Not a bad one, and not one that was unexpected…just…just…I wasn’t quite ready for this one.

Granted, I’ve had the unmitigated pleasure of having not had to face this line of questioning for far longer than I thought I would. We had a few near misses with this delicate issue, I’ve danced around it as best I could. But finally the statement I didn’t want to hear…

“Mom, there is no Santa Claus.”


I was so not prepared for this though I should have been. Mr. C is ten years old, how we avoided this topic for so long astounds me. But there it was, and I had to deal with it. His very best friend shared this information with him yesterday. He had heard it before, but never from such a trusted source.

I remember when I started to question. I was about his age, maybe a little younger. My Santa wrapped the gifts, because in the 70′s, he had time to do that. (Why did he have more time then? Because he wasn’t on facebook or twitter all day, that’s why.) But one day, I was looking for a misplaced toy or something in my parents bedroom and I looked under the bed…only to discover the wrapping paper that Santa had used the year before, because obviously he wouldn’t have the same paper in the North Pole as the rest of the gifts under the tree in Texas, right?


So I walked out into the den with the wrapping paper in hand, lip quivering, thinking I had been lied to all these years about a jolly fat man sliding down the chimney and you know what my Mother said?
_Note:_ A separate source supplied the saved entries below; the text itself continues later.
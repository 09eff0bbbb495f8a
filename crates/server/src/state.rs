use ecobici::prelude::*;

pub struct AppState {
    /// Stations measured from `reference`.
    pub repository: Repository,
    pub reference: Coordinate,
}

impl AppState {
    pub fn new(repository: Repository, reference: Coordinate) -> Self {
        Self {
            repository: repository.with_reference(reference),
            reference,
        }
    }
}
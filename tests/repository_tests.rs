use ecobici::prelude::*;

const ZOCALO: Coordinate = Coordinate {
    latitude: 19.4329043,
    longitude: -99.1355819,
};

fn repository() -> Repository {
    Repository::new()
        .load_feed(&Feed::new())
        .unwrap()
        .with_reference(ZOCALO)
}

fn ids(stations: &[&Station]) -> Vec<u32> {
    stations.iter().map(|station| station.id).collect()
}

#[test]
fn near_default_filter_test() {
    let repository = repository();
    let nearby = repository.near(&Filter::default());
    assert_eq!(ids(&nearby), vec![4, 3, 1, 2, 6, 5, 7, 8]);
}

#[test]
fn near_each_order_test() {
    let repository = repository();
    let filter = Filter::default();

    let by_id = repository.near(&filter.with_order(OrderBy::Id));
    assert_eq!(ids(&by_id), vec![1, 2, 3, 4, 5, 6, 7, 8]);

    let by_bikes = repository.near(&filter.with_order(OrderBy::Bikes));
    assert_eq!(ids(&by_bikes), vec![8, 6, 3, 5, 1, 4, 7, 2]);

    let by_slots = repository.near(&filter.with_order(OrderBy::Slots));
    assert_eq!(ids(&by_slots), vec![8, 6, 5, 3, 7, 1, 4, 2]);
}

#[test]
fn near_wider_radius_test() {
    let repository = repository();
    let filter = Filter::default().with_order(OrderBy::Id);
    assert_eq!(repository.near(&filter.with_radius_km(2)).len(), 13);
    assert_eq!(repository.near(&filter.with_radius_km(3)).len(), 14);
    assert_eq!(repository.near(&filter.with_radius_km(10)).len(), 18);
}

#[test]
fn near_matches_pipeline_test() {
    let repository = repository();
    let filter = Filter::default()
        .with_radius_km(4)
        .with_order(OrderBy::Bikes);
    let from_repository: Vec<Station> = repository
        .near(&filter)
        .into_iter()
        .cloned()
        .collect();
    assert_eq!(from_repository, filter.apply(&repository.stations));
}

#[test]
fn near_before_annotation_is_empty() {
    let repository = Repository::new().load_feed(&Feed::new()).unwrap();
    assert!(repository.reference().is_none());
    assert!(repository.near(&Filter::default()).is_empty());
}

#[test]
fn station_by_id_test() {
    let repository = repository();
    let station = repository.station_by_id(8).unwrap();
    assert_eq!(&*station.name, "Bellas Artes");
    assert_eq!(station.nearby_station_ids(), vec![1, 9]);
    assert!(repository.station_by_id(404).is_none());
}

#[test]
fn reload_keeps_reference_test() {
    let mut repository = repository();
    let json = r#"[{
        "id": 99, "district": "Centro", "lon": -99.1356, "lat": 19.4330,
        "bikes": 1, "slots": 1, "zip": 6000, "address": "Plaza de la Constitución",
        "addressNumber": "1", "nearbyStations": "", "status": "OPN",
        "name": "Zócalo", "stationType": "BIKE"
    }]"#;
    repository
        .reload(&Feed::new().from_bytes(json.as_bytes()))
        .unwrap();

    assert_eq!(repository.len(), 1);
    assert_eq!(repository.reference(), Some(ZOCALO));
    assert!(repository.station_by_id(1).is_none());
    assert_eq!(ids(&repository.near(&Filter::default())), vec![99]);
}

#[test]
fn failed_reload_keeps_stations_test() {
    let mut repository = repository();
    let result = repository.reload(&Feed::new().from_bytes(b"[]".as_slice()));
    assert!(matches!(result, Err(LoadError::Empty)));
    assert_eq!(repository.len(), 18);
}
Nothing. Nothing at all. She refused to admit or deny the fact that he existed. She just sort of blinked a few times then wandered off, lit a cigarette, and poured herself a stiff drink. (Hey, it was the 70′s…) Finally after pressing her for weeks like a tiny Perry Mason and brandishing the suspect wrapping paper in her face, she came up with this gem: “To receive, you must believe.” And trust me when I tell you the look on her face let me know we were not to speak of this particular incident again.

So when my oldest child came to me yesterday and said that his best friend had told him that there was no Santa, and that in fact it was Mom and Dad who put the presents under the tree, I immediately morphed into my Mom (sans alcohol because sadly it’s not the 70′s anymore, and also, it was only 3:30) and said,

“To receive, you must believe…”

Sure, he has doubt in his mind much like I did so many years ago standing there with nothing but a roll of wrapping paper as evidence. I guess I want him to believe in the spirit of Santa still more than anything. I want him to understand that at times people will give you gifts for no other reason at all than you are a good and loving person and even sometimes when you don’t deserve them at all. These gifts can come in a varying array of fashions…compliments, hugs, friendships out of the blue or just a simple pat on the back. I’m not ready for him to let go of that thought. And I hope he never does. I never did.

Santa 1965

Of course, the good stuff on Christmas morning doesn’t exactly suck either.

You say there is no Santa?

I say I don’t believe you.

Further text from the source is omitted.